Le Tribunal fédéral affirme, qu’étant donné que la présomption de liens sociaux spécialement étroits développés avec la Suisse en raison d’une présence supérieure à dix ans ne s’applique pas pour les séjours illégaux, les recourants ne peuvent pas s’en prévaloir pour en tirer un droit à une autorisation de séjour en vertu du droit au respect de la vie privée de l’art. 8 par. 1 CEDH. En outre, les recourants n’invoquent pas de circonstances exceptionnelles – de liens et d’une intégration hors du commun en Suisse – permettant de déroger à ce principe et d’offrir un droit potentiel à une autorisation de séjour. En l’espèce, les recourants ont été condamnés pénalement et ont perçu l’aide sociale, ce qui, pour les Juges de Mon-Repos, ne témoigne pas d’une intégration exceptionnelle, et ce même si leurs enfants sont scolarisés et participent à des activités extrascolaires.

Les recourants ne disposent, en ce sens, pas de droit potentiel à une autorisation de séjour fondé sur le droit au respect de la vie privée de l’art. 8 par. 1 CEDH.

3. Autorisation de séjour de courte durée en vue du mariage

3.1 Droit potentiel à une autorisation de séjour de courte durée en vue du mariage (consid. 3.2)

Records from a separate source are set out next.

//! Reading the topology from the management model

use super::model::{Host, Server, ServerGroup};
use crate::core::dispatcher::Dispatcher;
use crate::core::dmr::constants::{
    ATTRIBUTES_ONLY, CHILD_TYPE, HOST, INCLUDE_RUNTIME, READ_BOOT_ERRORS,
    READ_CHILDREN_NAMES_OPERATION, READ_CHILDREN_RESOURCES_OPERATION, READ_RESOURCE_OPERATION,
    SERVER_CONFIG, SERVER_GROUP,
};
use crate::core::dmr::{Composite, CompositeResult, ModelNodeExt, Operation, ResourceAddress};
use crate::core::environment::Environment;
use crate::utils::error::Result;
use futures::future::join_all;
use serde::{Deserialize, Serialize};
use serde_json::Value;
use std::sync::Arc;
use tracing::{debug, warn};

/// Hosts and server groups, each carrying its servers
#[derive(Debug, Clone, Default, PartialEq, Serialize, Deserialize)]
pub struct Topology {
    pub hosts: Vec<Host>,
    pub server_groups: Vec<ServerGroup>,
}

impl Topology {
    pub fn empty() -> Self {
        Self::default()
    }

    pub fn is_empty(&self) -> bool {
        self.hosts.is_empty() && self.server_groups.is_empty()
    }

    pub fn host(&self, name: &str) -> Option<&Host> {
        self.hosts.iter().find(|host| host.name() == name)
    }

    pub fn server_group(&self, name: &str) -> Option<&ServerGroup> {
        self.server_groups.iter().find(|group| group.name() == name)
    }

    /// Every server of every host
    pub fn servers(&self) -> impl Iterator<Item = &Server> {
        self.hosts.iter().flat_map(|host| host.servers().iter())
    }

    pub fn server(&self, id: &str) -> Option<&Server> {
        self.servers().find(|server| server.id() == id)
    }
}

/// Reads hosts, server groups and servers
///
/// Server configs are read per host and the runtime attributes per started
/// server, so one blocked server does not fail the whole read.
#[derive(Clone)]
pub struct TopologyReader {
    dispatcher: Arc<dyn Dispatcher>,
    environment: Environment,
}

impl TopologyReader {
    pub fn new(dispatcher: Arc<dyn Dispatcher>, environment: Environment) -> Self {
        Self {
            dispatcher,
            environment,
        }
    }

    /// Read the whole topology; standalone servers have none
    pub async fn read(&self) -> Result<Topology> {
        if self.environment.is_standalone() {
            return Ok(Topology::empty());
        }

        let names = self
            .dispatcher
            .execute(
                Operation::builder(ResourceAddress::root(), READ_CHILDREN_NAMES_OPERATION)
                    .param(CHILD_TYPE, HOST)
                    .build(),
            )
            .await?;
        let names: Vec<String> = names
            .as_array()
            .map(|items| items.iter().filter_map(Value::as_str).map(str::to_string).collect())
            .unwrap_or_default();

        let mut hosts = Vec::with_capacity(names.len());
        for name in &names {
            hosts.push(self.read_host(name).await);
        }

        let groups = self
            .dispatcher
            .execute(
                Operation::builder(ResourceAddress::root(), READ_CHILDREN_RESOURCES_OPERATION)
                    .param(CHILD_TYPE, SERVER_GROUP)
                    .param(INCLUDE_RUNTIME, true)
                    .build(),
            )
            .await?;
        let mut server_groups: Vec<ServerGroup> = groups
            .property_list()
            .into_iter()
            .map(|(name, node)| ServerGroup::from_model(name, node))
            .collect();

        for host in hosts.iter_mut() {
            self.read_started_servers(host.servers_mut()).await;
        }

        hosts.sort_by(Host::compare);
        server_groups.sort_by(|a, b| a.name().cmp(b.name()));
        let servers: Vec<Server> = hosts
            .iter()
            .flat_map(|host| host.servers().iter().cloned())
            .collect();
        ServerGroup::add_servers(&mut server_groups, &servers);

        debug!(
            "Read topology with {} hosts, {} server groups and {} servers",
            hosts.len(),
            server_groups.len(),
            servers.len()
        );
        Ok(Topology {
            hosts,
            server_groups,
        })
    }

    /// Read one host and its server configs; an unreadable host is returned as failed
    pub async fn read_host(&self, name: &str) -> Host {
        let address = ResourceAddress::root().add(HOST, name);
        let composite = Composite::new()
            .add(
                Operation::builder(address.clone(), READ_RESOURCE_OPERATION)
                    .param(ATTRIBUTES_ONLY, true)
                    .param(INCLUDE_RUNTIME, true)
                    .build(),
            )
            .add(
                Operation::builder(address, READ_CHILDREN_RESOURCES_OPERATION)
                    .param(CHILD_TYPE, SERVER_CONFIG)
                    .param(INCLUDE_RUNTIME, true)
                    .build(),
            );

        match self.dispatcher.execute_composite(composite).await {
            Ok(result) => {
                let mut host = Host::from_model(name, result.step(0));
                let mut servers: Vec<Server> = result
                    .step(1)
                    .property_list()
                    .into_iter()
                    .map(|(server, node)| Server::from_config(name, server, node))
                    .collect();
                servers.sort_by(|a, b| a.name().cmp(b.name()));
                for server in servers {
                    host.add_server(server);
                }
                host
            }
            Err(e) => {
                warn!("Unable to read host {}: {}", name, e);
                Host::failed(name)
            }
        }
    }

    /// Refresh the runtime attributes and boot errors of one started server
    pub async fn read_server(&self, server: &mut Server) -> Result<()> {
        let result = self
            .dispatcher
            .execute_composite(server_runtime(server))
            .await?;
        apply_runtime(server, &result);
        Ok(())
    }

    async fn read_started_servers(&self, servers: &mut [Server]) {
        let started: Vec<&mut Server> = servers.iter_mut().filter(|s| s.is_started()).collect();
        let results = join_all(
            started
                .iter()
                .map(|server| self.dispatcher.execute_composite(server_runtime(server))),
        )
        .await;

        for (server, result) in started.into_iter().zip(results) {
            match result {
                Ok(result) => apply_runtime(server, &result),
                Err(e) => {
                    warn!("Unable to update server {}: {}", server.server_address(), e);
                    server.set_operation_failure(e.user_message());
                }
            }
        }
    }
}

/// Runtime attributes plus boot errors of a started server
fn server_runtime(server: &Server) -> Composite {
    Composite::new()
        .add(
            Operation::builder(server.server_address(), READ_RESOURCE_OPERATION)
                .param(ATTRIBUTES_ONLY, true)
                .param(INCLUDE_RUNTIME, true)
                .build(),
        )
        .add(Operation::new(server.management_address(), READ_BOOT_ERRORS))
}

fn apply_runtime(server: &mut Server, result: &CompositeResult) {
    server.add_server_attributes(result.step(0));
    let boot_errors = result
        .step(1)
        .as_array()
        .is_some_and(|errors| !errors.is_empty());
    server.set_boot_errors(boot_errors);
}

Le Tribunal fédéral, considérant que les recourants ont suffisamment argumenté être dans une situation justifiant une tolérance du séjour afin de garantir la substance du droit au mariage découlant des art. 14 Cst. et 12 CEDH, déclare recevable le recours en matière de droit public pour la question de l’octroi d’autorisations de séjour de courte durée en vue du mariage.

3.2 Droit au mariage des art. 14 Cst. et 12 CEDH et légalité du séjour en Suisse de l’art. 98 al. 4 CC (consid. 5.1 – 5.4)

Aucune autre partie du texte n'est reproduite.